Dictyostelium discoideum paxillin regulates actin-based processes.

Paxillin is a key player in integrating the actin cytoskeleton with adhesion, and thus is essential to numerous cellular processes, including proliferation, differentiation, and migration in animal cells. PaxB, the Dictyostelium discoideum orthologue of paxillin, has been shown to be important for adhesion and development, much like its mammalian counterpart. Here, we use the overproduction of PaxB to gain better insight into its role in regulating the actin cytoskeleton and adhesion. We find that PaxB-overexpressing (PaxBOE) cells can aggregate and form mounds normally, but are blocked in subsequent development. This arrest can be rescued by addition of wild-type cells, indicating a non-cell autonomous role for PaxB. PaxBOE cells also have alterations in several actin-based processes, including adhesion, endocytosis, motility, and chemotaxis.
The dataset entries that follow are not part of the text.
//! Integration tests for the command parser and configuration tree.

use configd::parser::{CommandType, Parser};
use configd::tree::ConfigNode;
use pretty_assertions::assert_eq;
use serde_json::json;

#[test]
fn test_parse_and_export_scenario() {
    let parser = Parser::new();
    let tree = parser.parse_config(
        "set interfaces ethernet eth0 address '192.168.1.1/24'\n\
         set interfaces ethernet eth0 description \"Uplink\"",
    );

    assert_eq!(
        tree.to_dict(),
        json!({
            "interfaces": {
                "ethernet": {
                    "eth0": {
                        "address": "192.168.1.1/24",
                        "description": "Uplink"
                    }
                }
            }
        })
    );
}

#[test]
fn test_delete_tombstones_single_leaf() {
    let parser = Parser::new();
    let tree = parser.parse_config(
        "set interfaces ethernet eth0 address '192.168.1.1/24'\n\
         set interfaces ethernet eth0 description \"Uplink\"\n\
         delete interfaces ethernet eth0 description",
    );

    assert_eq!(
        tree.to_dict(),
        json!({
            "interfaces": {
                "ethernet": {
                    "eth0": {
                        "address": "192.168.1.1/24"
                    }
                }
            }
        })
    );

    // the tombstoned node is still addressable
    let node = tree
        .get_child(&["interfaces", "ethernet", "eth0", "description"])
        .unwrap();
    assert!(node.deleted);
}

#[test]
fn test_delete_is_idempotent() {
    let parser = Parser::new();
    let tree = parser.parse_config(
        "set system ntp server 10.0.0.5\n\
         delete system ntp\n\
         delete system ntp",
    );
    assert_eq!(tree.to_dict(), json!({}));
}

#[test]
fn test_set_after_delete_revives_node() {
    let parser = Parser::new();
    let tree = parser.parse_config(
        "set system host-name router1\n\
         delete system host-name\n\
         set system host-name router2",
    );
    assert_eq!(tree.to_dict(), json!({"system": {"host-name": "router2"}}));
}

#[test]
fn test_comment_attaches_to_existing_node_only() {
    let parser = Parser::new();
    let tree = parser.parse_config(
        "set firewall name in rule 10 action accept\n\
         comment firewall name in \"WAN inbound\"\n\
         comment firewall name out \"no such node\"",
    );

    let commented = tree.get_child(&["firewall", "name", "in"]).unwrap();
    assert_eq!(commented.comment.as_deref(), Some("WAN inbound"));

    // commenting a missing node creates intermediates but attaches nothing
    let missing = tree.get_child(&["firewall", "name", "out"]);
    assert!(missing.is_none());
}

#[test]
fn test_rename_preserves_subtree() {
    let parser = Parser::new();
    let tree = parser.parse_config(
        "set interfaces ethernet eth0 address '10.0.0.1/24'\n\
         set interfaces ethernet eth0 mtu 1500\n\
         rename interfaces ethernet eth0 to eth2",
    );

    assert_eq!(
        tree.to_dict(),
        json!({
            "interfaces": {
                "ethernet": {
                    "eth2": {"address": "10.0.0.1/24", "mtu": "1500"}
                }
            }
        })
    );
}

#[test]
fn test_edit_cursor_scopes_following_commands() {
    let parser = Parser::new();
    let tree = parser.parse_config(
        "edit interfaces ethernet eth0\n\
         set address '10.0.0.1/24'\n\
         set description 'LAN'\n\
         delete description\n\
         edit system\n\
         set host-name router1",
    );

    assert_eq!(
        tree.to_dict(),
        json!({
            "interfaces": {"ethernet": {"eth0": {"address": "10.0.0.1/24"}}},
            "system": {"host-name": "router1"}
        })
    );
}

#[test]
fn test_noise_lines_are_ignored() {
    let parser = Parser::new();
    let tree = parser.parse_config(
        "Welcome to router1\n\
         # maintenance window 02:00\n\
         ! legacy banner\n\
         \n\
         set system host-name router1\n\
         set system bad 'unterminated\n\
         show interfaces",
    );
    assert_eq!(tree.to_dict(), json!({"system": {"host-name": "router1"}}));
}

#[test]
fn test_parse_line_reports_command_metadata() {
    let parser = Parser::new();
    let cmd = parser
        .parse_line("  set service ssh port 22  ")
        .expect("line should parse");
    assert_eq!(cmd.command_type, CommandType::Set);
    assert_eq!(cmd.original, "set service ssh port 22");
    assert_eq!(cmd.path, vec!["service", "ssh"]);
    assert_eq!(cmd.value.as_deref(), Some("22"));
}

#[test]
fn test_flatten_emits_only_leaf_values() {
    let parser = Parser::new();
    let tree = parser.parse_config(
        "set interfaces ethernet eth0 address '10.0.0.1/24'\n\
         set system host-name router1",
    );

    let flat = tree.flatten();
    assert_eq!(flat.len(), 2);
    assert_eq!(
        flat.get("interfaces.ethernet.eth0.address"),
        Some(&json!("10.0.0.1/24"))
    );
    assert_eq!(flat.get("system.host-name"), Some(&json!("router1")));
    assert!(!flat.contains_key("interfaces"));
}

#[test]
fn test_from_dict_never_produces_tombstones() {
    let data = json!({"a": {"b": "1"}, "c": "2"});
    let tree = ConfigNode::from_dict(&data);

    fn no_tombstones(node: &ConfigNode) -> bool {
        !node.deleted && node.children.values().all(no_tombstones)
    }
    assert!(no_tombstones(&tree));
    assert_eq!(tree.to_dict(), data);
}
PaxBOE cells exhibit an EDTA-sensitive increase in cell-cell cohesion, suggesting that PaxB-mediated adhesion is Ca(2+) or Mg(2+) dependent. Interestingly, cells overexpressing paxB are less adhesive to the substratum. In addition, PaxBOE cells display decreased motility under starved conditions, decreased endocytosis, and are unable to efficiently chemotax up a folate gradient. Taken together, the data suggest that proper expression of PaxB is vital for the regulation of development and actin-dependent processes.